Member of the Indiana Senate from the 10th district
- In office November 8, 2000 – November 9, 2016
- Preceded by: Cleo Washington
- Succeeded by: David L. Niezgodski

Personal details
- Born: John Edward Broden May 31, 1965 (age 61) South Bend, Indiana, U.S.
- Party: Democratic
- Spouse: Josephine Marie Maternowski Broden
- Education: University of Notre Dame (BA) Indiana University, Bloomington (JD)
- Profession: Attorney

= John Broden =

American politician and lawyer

John Edward Broden (born May 31, 1965) is an American politician and lawyer who is a current member of the Indiana Senate. A member of the Democratic Party, Broden was sworn into office on January 7, 2001. Broden serves Indiana's 10th Senate District, representing central St. Joseph County, Indiana.

==Early life, education and career==

Born in South Bend, Indiana, Broden attended James Madison Elementary School and is the graduate of St. Joseph's High School. Broden attended the University of Notre Dame, where he received his Bachelor of Arts in Government in 1987. He went on to graduate from the Indiana University Maurer School of Law, where he received his Juris Doctor in 1990.

After passing bar, Broden became a clerk for former Indiana Supreme Court Justice Roger O. DeBruler from 1990 to 1992. He then became the Assistant City Attorney for South Bend in 1992, until being elected to the South Bend Common Council in 1995. Broden served on the Common Council upon being appointed City Attorney of South Bend by Mayor Steve Luecke in 1998; serving as City Attorney until 2001.

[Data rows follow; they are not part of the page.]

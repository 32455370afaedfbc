//! # stockroom-core: Offline Queue Domain for Stockroom
//!
//! This crate holds the data model of the offline mutation queue and the
//! three-way conflict analysis, as pure functions with zero I/O.
//!
//! ## Architecture Position
//! ```text
//! ┌─────────────────────────────────────────────────────────────────────────┐
//! │                     Stockroom Offline Architecture                      │
//! │                                                                         │
//! │  ┌─────────────────────────────────────────────────────────────────┐   │
//! │  │            Application (forms, scanners, lot screens)           │   │
//! │  │        produce mutations ──► OfflineCoordinator::queue_mutation │   │
//! │  └─────────────────────────────┬───────────────────────────────────┘   │
//! │                                │                                        │
//! │  ┌─────────────────────────────▼───────────────────────────────────┐   │
//! │  │                  stockroom-sync (Queue Manager)                 │   │
//! │  └─────────────────────────────┬───────────────────────────────────┘   │
//! │                                │                                        │
//! │  ┌─────────────────────────────▼───────────────────────────────────┐   │
//! │  │             ★ stockroom-core (THIS CRATE) ★                     │   │
//! │  │                                                                 │   │
//! │  │   ┌────────────┐  ┌────────────┐  ┌────────────┐               │   │
//! │  │   │   types    │  │  conflict  │  │ validation │               │   │
//! │  │   │ Mutation   │  │  analyze   │  │   specs    │               │   │
//! │  │   │ Status     │  │  merge     │  │   tables   │               │   │
//! │  │   └────────────┘  └────────────┘  └────────────┘               │   │
//! │  │                                                                 │   │
//! │  │   NO I/O • NO DATABASE • NO NETWORK • PURE FUNCTIONS           │   │
//! │  └─────────────────────────────────────────────────────────────────┘   │
//! └─────────────────────────────────────────────────────────────────────────┘
//! ```
//!
//! ## Modules
//!
//! - [`types`] - Queue types (`QueuedMutation`, `MutationStatus`, ...)
//! - [`conflict`] - Three-way diff and merge of records
//! - [`error`] - Domain error types
//! - [`validation`] - Enqueue-time validation
//!
//! ## Example Usage
//!
//! ```rust
//! use serde_json::json;
//! use stockroom_core::conflict::analyze;
//! use stockroom_core::Record;
//!
//! fn record(value: serde_json::Value) -> Record {
//!     value.as_object().cloned().unwrap()
//! }
//!
//! let original = record(json!({ "qty": 1 }));
//! let local = record(json!({ "qty": 2 }));
//! let server = record(json!({ "qty": 3 }));
//!
//! let analysis = analyze(&original, &local, &server);
//! assert_eq!(analysis.conflicts.len(), 1);
//! assert_eq!(analysis.conflicts[0].field, "qty");
//! ```

// =============================================================================
// Module Declarations
// =============================================================================

pub mod conflict;
pub mod error;
pub mod types;
pub mod validation;

// =============================================================================
// Re-exports for Convenience
// =============================================================================

pub use conflict::ConflictAnalysis;
pub use error::{CoreError, CoreResult, ValidationError};
pub use types::*;

// =============================================================================
// Crate-Level Constants
// =============================================================================

/// Fields never compared or merged by the conflict analyzer.
///
/// Identifiers and audit timestamps are owned by the server; a difference in
/// them says nothing about user intent.
pub const SYSTEM_FIELDS: &[&str] = &["id", "created_at", "updated_at", "createdAt", "updatedAt"];

/// Maximum length of a table name accepted at enqueue time.
pub const MAX_TABLE_NAME_LEN: usize = 64;

/// Maximum length of a record identifier accepted at enqueue time.
pub const MAX_RECORD_ID_LEN: usize = 128;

Broden currently practices law with Leone, Halpin, and Konopinski, LLP, and was an adjunct professor at Indiana University-South Bend, where he taught Labor Studies. He currently serves on the board of directors for the South Bend Center for the Homeless and the REAL Services Organization. Broden also served as the Chairman of the St. Joseph County Democratic Party after the resignation of Butch Morgan in October 2011, before resigning in September 2013.

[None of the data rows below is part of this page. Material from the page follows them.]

//! # Database Migrations
//!
//! Embedded SQL migrations for the queue store.
//!
//! ## How Migrations Work
//! ```text
//! ┌─────────────────────────────────────────────────────────────────────────┐
//! │                      Migration Process                                  │
//! │                                                                         │
//! │  Database::new                                                         │
//! │       │                                                                 │
//! │       ▼                                                                 │
//! │  Check _sqlx_migrations table (created on first run)                   │
//! │       │                                                                 │
//! │       ▼                                                                 │
//! │  Compare embedded migrations vs applied                                │
//! │       │                                                                 │
//! │       └── 001_offline_queue.sql                                        │
//! │       │                                                                 │
//! │       ▼                                                                 │
//! │  Run pending migrations in order, record each one                      │
//! │                                                                         │
//! └─────────────────────────────────────────────────────────────────────────┘
//! ```
//!
//! ## Adding New Migrations
//!
//! 1. Create a new file in `migrations/sqlite/` with the next sequence number
//! 2. Name format: `NNN_description.sql`
//! 3. **NEVER** modify existing migrations; queued data on devices depends on them

use sqlx::SqlitePool;
use tracing::info;

use crate::error::DbResult;

/// Embedded migrations from the workspace `migrations/sqlite` directory.
static MIGRATOR: sqlx::migrate::Migrator = sqlx::migrate!("../../migrations/sqlite");

/// Runs all pending database migrations.
///
/// Idempotent; each migration runs in its own transaction.
pub async fn run_migrations(pool: &SqlitePool) -> DbResult<()> {
    info!("Checking for pending migrations");

    MIGRATOR.run(pool).await?;

    info!("All migrations applied successfully");
    Ok(())
}

/// Returns `(total_migrations, applied_migrations)` for diagnostics.
pub async fn migration_status(pool: &SqlitePool) -> DbResult<(usize, usize)> {
    let total = MIGRATOR.migrations.len();

    let applied: i64 = sqlx::query_scalar("SELECT COUNT(*) FROM _sqlx_migrations")
        .fetch_one(pool)
        .await?;

    Ok((total, applied as usize))
}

Broden first won election to the Indiana Senate on November 7, 2000, defeating Libertarian Matthew Wilken in the general election. Broden went on to win reelection in 2004 and 2008 in uncontested challenges in the general election, and defeated Republican Glenn Terry with 70% of the vote in 2012.

==Personal life==

Broden resides in South Bend, Indiana with his wife Josephine and their three children John Jr, Lil Kev, and Ana Marie. Broden is a practicing Roman Catholic, and is a member of the Saint Augustine's Roman Catholic Parish and attends the Holy Cross Catholic Church.